Any guidance on choosing appropriate conservative settings for i7-13700K? I may be hit with the same as you in the future (sometimes I have to do some heavy multithreaded combinatorial computations which run several days with 100°C temperature, using all cores). The motherboard has options for customising pretty much everything there is, but I didn’t touch anything overclocking-related, so I have Asus defaults.
Comment on Motherboard makers apparently to blame for high-end Intel Core i9 CPU failures | Ars Technica
tal@lemmy.today 8 months ago
I’ve been reading news about this for a bit.
I believe that I may have damaged an i9-13900KF with stock Asus motherboard settings myself.
If you’re getting one of these yourself, no joke, give serious consideration to using more-conservative-then-stock-motherboard settings.
Audalin@lemmy.world 8 months ago
tal@lemmy.today 8 months ago
The article has a bunch of settings that they say that Intel’s flagged as “don’t use”.
Audalin@lemmy.world 8 months ago
I see, thanks. Will check. I just thought perhaps you figured out something other than those from your experience.
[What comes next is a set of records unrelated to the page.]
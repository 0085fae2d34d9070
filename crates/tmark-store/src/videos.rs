//! Video repo.

use sqlx::postgres::PgRow;
use sqlx::{PgConnection, PgPool, Row};
use uuid::Uuid;

use tmark_models::{ProcessingStatus, Video, YoutubeId};

use crate::error::{or_not_found, StoreError, StoreResult};

pub(crate) fn decode(msg: String) -> StoreError {
    StoreError::Database(sqlx::Error::Decode(msg.into()))
}

pub(crate) fn row_to_video(row: &PgRow) -> StoreResult<Video> {
    let youtube_id: String = row.get("youtube_id");
    let status: String = row.get("processing_status");
    Ok(Video {
        id: row.get("id"),
        list_id: row.get("list_id"),
        youtube_id: YoutubeId::new(youtube_id.trim())
            .ok_or_else(|| decode("invalid youtube_id in row".to_string()))?,
        title: row.get("title"),
        channel: row.get("channel"),
        description: row.get("description"),
        thumbnail_url: row.get("thumbnail_url"),
        duration_secs: row.get("duration_secs"),
        published_at: row.get("published_at"),
        processing_status: status.parse::<ProcessingStatus>().map_err(decode)?,
        watch_position_secs: row.get("watch_position_secs"),
        created_at: row.get("created_at"),
        updated_at: row.get("updated_at"),
    })
}

const VIDEO_COLUMNS: &str = "id, list_id, youtube_id, title, channel, description, \
     thumbnail_url, duration_secs, published_at, processing_status, watch_position_secs, \
     created_at, updated_at";

/// Fetch a video by id.
pub async fn get(pool: &PgPool, video_id: Uuid) -> StoreResult<Video> {
    let row = sqlx::query(&format!("SELECT {VIDEO_COLUMNS} FROM videos WHERE id = $1"))
        .bind(video_id)
        .fetch_one(pool)
        .await
        .map_err(|e| or_not_found(e, "video"))?;
    row_to_video(&row)
}

/// Fetch a video, verifying the requesting user owns its list.
pub async fn get_for_user(pool: &PgPool, user_id: &str, video_id: Uuid) -> StoreResult<Video> {
    let row = sqlx::query(&format!(
        r#"
        SELECT {VIDEO_COLUMNS} FROM videos v
        WHERE v.id = $1
          AND EXISTS (SELECT 1 FROM lists l WHERE l.id = v.list_id AND l.user_id = $2)
        "#
    ))
    .bind(video_id)
    .bind(user_id)
    .fetch_one(pool)
    .await
    .map_err(|e| or_not_found(e, "video"))?;
    row_to_video(&row)
}

/// Videos of a list, newest first.
pub async fn list_for_list(pool: &PgPool, list_id: Uuid) -> StoreResult<Vec<Video>> {
    let rows = sqlx::query(&format!(
        "SELECT {VIDEO_COLUMNS} FROM videos WHERE list_id = $1 ORDER BY created_at DESC"
    ))
    .bind(list_id)
    .fetch_all(pool)
    .await?;
    rows.iter().map(row_to_video).collect()
}

/// Insert a freshly ingested video, or return the existing row for the same
/// `(list_id, youtube_id)`. The boolean is `true` when the row was created.
pub async fn insert_if_absent(
    conn: &mut PgConnection,
    list_id: Uuid,
    youtube_id: &YoutubeId,
) -> StoreResult<(Video, bool)> {
    let candidate = Video::new(list_id, youtube_id.clone());

    let inserted = sqlx::query(&format!(
        r#"
        INSERT INTO videos (id, list_id, youtube_id, title, processing_status)
        VALUES ($1, $2, $3, $4, $5)
        ON CONFLICT (list_id, youtube_id) DO NOTHING
        RETURNING {VIDEO_COLUMNS}
        "#
    ))
    .bind(candidate.id)
    .bind(list_id)
    .bind(youtube_id.as_str())
    .bind(&candidate.title)
    .bind(candidate.processing_status.as_str())
    .fetch_optional(&mut *conn)
    .await?;

    if let Some(row) = inserted {
        return Ok((row_to_video(&row)?, true));
    }

    let row = sqlx::query(&format!(
        "SELECT {VIDEO_COLUMNS} FROM videos WHERE list_id = $1 AND youtube_id = $2"
    ))
    .bind(list_id)
    .bind(youtube_id.as_str())
    .fetch_one(&mut *conn)
    .await?;
    Ok((row_to_video(&row)?, false))
}

/// Apply fetched metadata. Only the worker calls this.
pub async fn apply_metadata(
    pool: &PgPool,
    video_id: Uuid,
    title: &str,
    channel: &str,
    description: &str,
    thumbnail_url: Option<&str>,
    duration_secs: Option<i32>,
    published_at: Option<chrono::DateTime<chrono::Utc>>,
) -> StoreResult<()> {
    sqlx::query(
        r#"
        UPDATE videos
        SET title = $2, channel = $3, description = $4, thumbnail_url = $5,
            duration_secs = $6, published_at = $7, updated_at = now()
        WHERE id = $1
        "#,
    )
    .bind(video_id)
    .bind(title)
    .bind(channel)
    .bind(description)
    .bind(thumbnail_url)
    .bind(duration_secs)
    .bind(published_at)
    .execute(pool)
    .await?;
    Ok(())
}

/// Set the processing status. Only the worker calls this.
pub async fn set_status(pool: &PgPool, video_id: Uuid, status: ProcessingStatus) -> StoreResult<()> {
    sqlx::query("UPDATE videos SET processing_status = $2, updated_at = now() WHERE id = $1")
        .bind(video_id)
        .bind(status.as_str())
        .execute(pool)
        .await?;
    Ok(())
}

/// Update the player resume position.
pub async fn set_watch_position(
    pool: &PgPool,
    user_id: &str,
    video_id: Uuid,
    position_secs: Option<i32>,
) -> StoreResult<()> {
    let result = sqlx::query(
        r#"
        UPDATE videos v
        SET watch_position_secs = $3, updated_at = now()
        WHERE v.id = $1
          AND EXISTS (SELECT 1 FROM lists l WHERE l.id = v.list_id AND l.user_id = $2)
        "#,
    )
    .bind(video_id)
    .bind(user_id)
    .bind(position_secs)
    .execute(pool)
    .await?;

    if result.rows_affected() == 0 {
        return Err(StoreError::not_found("video"));
    }
    Ok(())
}

/// Delete a video. Cascades to enrichment, values, and tag attachments.
pub async fn delete(pool: &PgPool, user_id: &str, video_id: Uuid) -> StoreResult<()> {
    let result = sqlx::query(
        r#"
        DELETE FROM videos v
        WHERE v.id = $1
          AND EXISTS (SELECT 1 FROM lists l WHERE l.id = v.list_id AND l.user_id = $2)
        "#,
    )
    .bind(video_id)
    .bind(user_id)
    .execute(pool)
    .await?;

    if result.rows_affected() == 0 {
        return Err(StoreError::not_found("video"));
    }
    Ok(())
}

/// Ids of every video in the user's lists, for history replay fan-out.
pub async fn ids_for_user(pool: &PgPool, user_id: &str) -> StoreResult<Vec<Uuid>> {
    let rows = sqlx::query(
        r#"
        SELECT v.id FROM videos v
        JOIN lists l ON l.id = v.list_id
        WHERE l.user_id = $1
        "#,
    )
    .bind(user_id)
    .fetch_all(pool)
    .await?;
    Ok(rows.iter().map(|row| row.get("id")).collect())
}

/// Whether the video row still exists; the worker checks this around
/// suspension points.
pub async fn exists(pool: &PgPool, video_id: Uuid) -> StoreResult<bool> {
    let row = sqlx::query("SELECT EXISTS (SELECT 1 FROM videos WHERE id = $1) AS found")
        .bind(video_id)
        .fetch_one(pool)
        .await?;
    Ok(row.get::<bool, _>("found"))
}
fatalError@lemmy.sdf.org 8 months ago
Did thoes defaults include XMP though? XMP is also overclocking.
tal@lemmy.today 8 months ago
On my own motherboard, it is a default, but the article doesn’t list it as being a setting believed to be problematic from a CPU damage standpoint.
fatalError@lemmy.sdf.org 8 months ago
I guess not for your specific cpu, but Asus fried some ryzen 7000 cpus with XMP last year
paraphrand@lemmy.world 8 months ago
I never choose to mess with overclocking. This situation would have burned someone like me who assumes defaults are safer. What a mess.
tal@lemmy.today 8 months ago
Yeah, I could believe that there would be overclocking settings in a BIOS that would let you damage a CPU. I just was also thinking that the defaults wouldn’t.
Socsa@sh.itjust.works 8 months ago
In the past it has been considered pretty safe to play with a moderate OC because the CPUs have decent thermal protection built in. Seems like that era might be over.